**What to work on:** State the number of lines in the material below that contain the word "service", without any other text.

**Material supplied:**
-----
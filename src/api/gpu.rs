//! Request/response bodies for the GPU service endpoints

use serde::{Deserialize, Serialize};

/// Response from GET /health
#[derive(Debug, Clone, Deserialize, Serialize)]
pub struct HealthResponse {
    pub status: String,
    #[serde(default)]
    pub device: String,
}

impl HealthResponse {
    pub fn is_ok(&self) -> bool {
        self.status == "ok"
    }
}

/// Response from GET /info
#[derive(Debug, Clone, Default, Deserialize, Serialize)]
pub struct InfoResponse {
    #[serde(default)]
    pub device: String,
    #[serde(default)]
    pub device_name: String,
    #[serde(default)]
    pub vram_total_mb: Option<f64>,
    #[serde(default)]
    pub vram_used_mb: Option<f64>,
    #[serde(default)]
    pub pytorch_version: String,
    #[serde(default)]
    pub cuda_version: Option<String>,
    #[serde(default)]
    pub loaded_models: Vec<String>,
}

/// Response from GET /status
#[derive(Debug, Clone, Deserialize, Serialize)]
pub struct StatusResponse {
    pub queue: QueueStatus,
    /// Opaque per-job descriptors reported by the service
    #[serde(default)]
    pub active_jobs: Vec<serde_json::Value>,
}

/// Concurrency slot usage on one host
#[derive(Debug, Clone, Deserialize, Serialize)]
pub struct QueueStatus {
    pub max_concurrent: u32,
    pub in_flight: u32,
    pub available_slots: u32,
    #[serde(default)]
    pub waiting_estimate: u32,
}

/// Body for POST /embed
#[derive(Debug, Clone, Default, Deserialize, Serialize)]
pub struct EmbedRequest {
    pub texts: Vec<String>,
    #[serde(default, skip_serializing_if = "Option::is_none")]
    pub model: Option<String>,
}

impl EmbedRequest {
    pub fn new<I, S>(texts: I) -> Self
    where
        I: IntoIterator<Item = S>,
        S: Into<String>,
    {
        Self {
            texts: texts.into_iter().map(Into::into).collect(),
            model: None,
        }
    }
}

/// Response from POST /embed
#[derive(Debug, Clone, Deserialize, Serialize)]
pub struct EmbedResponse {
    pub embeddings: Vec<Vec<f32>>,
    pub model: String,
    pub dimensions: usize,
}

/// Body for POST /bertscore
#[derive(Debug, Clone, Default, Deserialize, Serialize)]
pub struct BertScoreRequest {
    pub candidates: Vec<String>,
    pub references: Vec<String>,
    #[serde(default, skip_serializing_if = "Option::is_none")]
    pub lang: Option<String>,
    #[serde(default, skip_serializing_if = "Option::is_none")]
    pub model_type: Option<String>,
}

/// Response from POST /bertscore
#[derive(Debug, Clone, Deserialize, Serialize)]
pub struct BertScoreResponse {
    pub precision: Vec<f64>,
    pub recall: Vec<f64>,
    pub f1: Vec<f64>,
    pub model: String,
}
-----
**Result:** 2